The data below is to be retyped exactly, line by line.

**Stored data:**

________

//! Value tree for the Candid text grammar.
//!
//! A [`Value`] renders itself through [`std::fmt::Display`]; text and
//! principal payloads are escaped on the way out, so a rendered value can
//! be passed verbatim as one argument to `dfx canister call`.
//!
//! Output of `dfx` is read back with `candid_parser`; this tree only renders.

use std::fmt::{self, Write};

use candid::Principal;

/// A Candid value as written in the textual grammar.
#[derive(Debug, Clone, PartialEq, Eq)]
pub enum Value {
    Null,
    Bool(bool),
    Nat(u128),
    Int(i128),
    Text(String),
    Principal(Principal),
    Opt(Box<Value>),
    Vec(Vec<Value>),
    /// Fields keep insertion order; the canister matches them by name.
    Record(Vec<(String, Value)>),
    Variant(String, Box<Value>),
}

impl Value {
    pub fn text(s: impl Into<String>) -> Self {
        Value::Text(s.into())
    }

    pub fn principal(p: Principal) -> Self {
        Value::Principal(p)
    }

    pub fn opt(v: Value) -> Self {
        Value::Opt(Box::new(v))
    }

    pub fn record<K: Into<String>>(fields: impl IntoIterator<Item = (K, Value)>) -> Self {
        Value::Record(fields.into_iter().map(|(k, v)| (k.into(), v)).collect())
    }

    pub fn variant(tag: impl Into<String>, v: Value) -> Self {
        Value::Variant(tag.into(), Box::new(v))
    }
}

impl fmt::Display for Value {
    fn fmt(&self, f: &mut fmt::Formatter<'_>) -> fmt::Result {
        match self {
            Value::Null => f.write_str("null"),
            Value::Bool(b) => write!(f, "{b}"),
            Value::Nat(n) => write!(f, "{n} : nat"),
            Value::Int(i) => write!(f, "{i} : int"),
            Value::Text(s) => write_quoted(f, s),
            Value::Principal(p) => {
                f.write_str("principal ")?;
                write_quoted(f, &p.to_text())
            }
            Value::Opt(v) => write!(f, "opt {v}"),
            Value::Vec(items) => {
                if items.is_empty() {
                    return f.write_str("vec {}");
                }
                f.write_str("vec { ")?;
                for (i, item) in items.iter().enumerate() {
                    if i > 0 {
                        f.write_str("; ")?;
                    }
                    write!(f, "{item}")?;
                }
                f.write_str(" }")
            }
            Value::Record(fields) => {
                if fields.is_empty() {
                    return f.write_str("record {}");
                }
                f.write_str("record { ")?;
                for (i, (name, value)) in fields.iter().enumerate() {
                    if i > 0 {
                        f.write_str("; ")?;
                    }
                    write_label(f, name)?;
                    write!(f, " = {value}")?;
                }
                f.write_str(" }")
            }
            Value::Variant(tag, v) => {
                f.write_str("variant { ")?;
                write_label(f, tag)?;
                if **v != Value::Null {
                    write!(f, " = {v}")?;
                }
                f.write_str(" }")
            }
        }
    }
}

/// An argument tuple, rendered as `(a, b, ...)`.
#[derive(Debug, Clone, Default, PartialEq, Eq)]
pub struct Args(pub Vec<Value>);

impl Args {
    pub fn new(values: impl IntoIterator<Item = Value>) -> Self {
        Args(values.into_iter().collect())
    }

    pub fn values(&self) -> &[Value] {
        &self.0
    }
}

impl fmt::Display for Args {
    fn fmt(&self, f: &mut fmt::Formatter<'_>) -> fmt::Result {
        f.write_char('(')?;
        for (i, v) in self.0.iter().enumerate() {
            if i > 0 {
                f.write_str(", ")?;
            }
            write!(f, "{v}")?;
        }
        f.write_char(')')
    }
}

/// Escape a string for use between double quotes in Candid text.
pub fn escape_text(s: &str) -> String {
    let mut out = String::with_capacity(s.len() + 2);
    for c in s.chars() {
        match c {
            '"' => out.push_str("\\\""),
            '\\' => out.push_str("\\\\"),
            '\n' => out.push_str("\\n"),
            '\r' => out.push_str("\\r"),
            '\t' => out.push_str("\\t"),
            c if c.is_control() => {
                let _ = write!(out, "\\u{{{:x}}}", c as u32);
            }
            c => out.push(c),
        }
    }
    out
}

fn write_quoted(f: &mut fmt::Formatter<'_>, s: &str) -> fmt::Result {
    f.write_char('"')?;
    f.write_str(&escape_text(s))?;
    f.write_char('"')
}

/// Field labels are bare identifiers or numeric ids; anything else is quoted.
fn write_label(f: &mut fmt::Formatter<'_>, name: &str) -> fmt::Result {
    if is_identifier(name) || (!name.is_empty() && name.bytes().all(|b| b.is_ascii_digit())) {
        f.write_str(name)
    } else {
        write_quoted(f, name)
    }
}

fn is_identifier(s: &str) -> bool {
    let mut chars = s.chars();
    match chars.next() {
        Some(c) if c.is_ascii_alphabetic() || c == '_' => {}
        _ => return false,
    }
    chars.all(|c| c.is_ascii_alphanumeric() || c == '_')
}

________

**EXERCISE RESULT:**
//! Value tree for the Candid text grammar.
//!
//! A [`Value`] renders itself through [`std::fmt::Display`]; text and
//! principal payloads are escaped on the way out, so a rendered value can
//! be passed verbatim as one argument to `dfx canister call`.
//!
//! Output of `dfx` is read back with `candid_parser`; this tree only renders.

use std::fmt::{self, Write};

use candid::Principal;

/// A Candid value as written in the textual grammar.
#[derive(Debug, Clone, PartialEq, Eq)]
pub enum Value {
    Null,
    Bool(bool),
    Nat(u128),
    Int(i128),
    Text(String),
    Principal(Principal),
    Opt(Box<Value>),
    Vec(Vec<Value>),
    /// Fields keep insertion order; the canister matches them by name.
    Record(Vec<(String, Value)>),
    Variant(String, Box<Value>),
}

impl Value {
    pub fn text(s: impl Into<String>) -> Self {
        Value::Text(s.into())
    }

    pub fn principal(p: Principal) -> Self {
        Value::Principal(p)
    }

    pub fn opt(v: Value) -> Self {
        Value::Opt(Box::new(v))
    }

    pub fn record<K: Into<String>>(fields: impl IntoIterator<Item = (K, Value)>) -> Self {
        Value::Record(fields.into_iter().map(|(k, v)| (k.into(), v)).collect())
    }

    pub fn variant(tag: impl Into<String>, v: Value) -> Self {
        Value::Variant(tag.into(), Box::new(v))
    }
}

impl fmt::Display for Value {
    fn fmt(&self, f: &mut fmt::Formatter<'_>) -> fmt::Result {
        match self {
            Value::Null => f.write_str("null"),
            Value::Bool(b) => write!(f, "{b}"),
            Value::Nat(n) => write!(f, "{n} : nat"),
            Value::Int(i) => write!(f, "{i} : int"),
            Value::Text(s) => write_quoted(f, s),
            Value::Principal(p) => {
                f.write_str("principal ")?;
                write_quoted(f, &p.to_text())
            }
            Value::Opt(v) => write!(f, "opt {v}"),
            Value::Vec(items) => {
                if items.is_empty() {
                    return f.write_str("vec {}");
                }
                f.write_str("vec { ")?;
                for (i, item) in items.iter().enumerate() {
                    if i > 0 {
                        f.write_str("; ")?;
                    }
                    write!(f, "{item}")?;
                }
                f.write_str(" }")
            }
            Value::Record(fields) => {
                if fields.is_empty() {
                    return f.write_str("record {}");
                }
                f.write_str("record { ")?;
                for (i, (name, value)) in fields.iter().enumerate() {
                    if i > 0 {
                        f.write_str("; ")?;
                    }
                    write_label(f, name)?;
                    write!(f, " = {value}")?;
                }
                f.write_str(" }")
            }
            Value::Variant(tag, v) => {
                f.write_str("variant { ")?;
                write_label(f, tag)?;
                if **v != Value::Null {
                    write!(f, " = {v}")?;
                }
                f.write_str(" }")
            }
        }
    }
}

/// An argument tuple, rendered as `(a, b, ...)`.
#[derive(Debug, Clone, Default, PartialEq, Eq)]
pub struct Args(pub Vec<Value>);

impl Args {
    pub fn new(values: impl IntoIterator<Item = Value>) -> Self {
        Args(values.into_iter().collect())
    }

    pub fn values(&self) -> &[Value] {
        &self.0
    }
}

impl fmt::Display for Args {
    fn fmt(&self, f: &mut fmt::Formatter<'_>) -> fmt::Result {
        f.write_char('(')?;
        for (i, v) in self.0.iter().enumerate() {
            if i > 0 {
                f.write_str(", ")?;
            }
            write!(f, "{v}")?;
        }
        f.write_char(')')
    }
}

/// Escape a string for use between double quotes in Candid text.
pub fn escape_text(s: &str) -> String {
    let mut out = String::with_capacity(s.len() + 2);
    for c in s.chars() {
        match c {
            '"' => out.push_str("\\\""),
            '\\' => out.push_str("\\\\"),
            '\n' => out.push_str("\\n"),
            '\r' => out.push_str("\\r"),
            '\t' => out.push_str("\\t"),
            c if c.is_control() => {
                let _ = write!(out, "\\u{{{:x}}}", c as u32);
            }
            c => out.push(c),
        }
    }
    out
}

fn write_quoted(f: &mut fmt::Formatter<'_>, s: &str) -> fmt::Result {
    f.write_char('"')?;
    f.write_str(&escape_text(s))?;
    f.write_char('"')
}

/// Field labels are bare identifiers or numeric ids; anything else is quoted.
fn write_label(f: &mut fmt::Formatter<'_>, name: &str) -> fmt::Result {
    if is_identifier(name) || (!name.is_empty() && name.bytes().all(|b| b.is_ascii_digit())) {
        f.write_str(name)
    } else {
        write_quoted(f, name)
    }
}

fn is_identifier(s: &str) -> bool {
    let mut chars = s.chars();
    match chars.next() {
        Some(c) if c.is_ascii_alphabetic() || c == '_' => {}
        _ => return false,
    }
    chars.all(|c| c.is_ascii_alphanumeric() || c == '_')
}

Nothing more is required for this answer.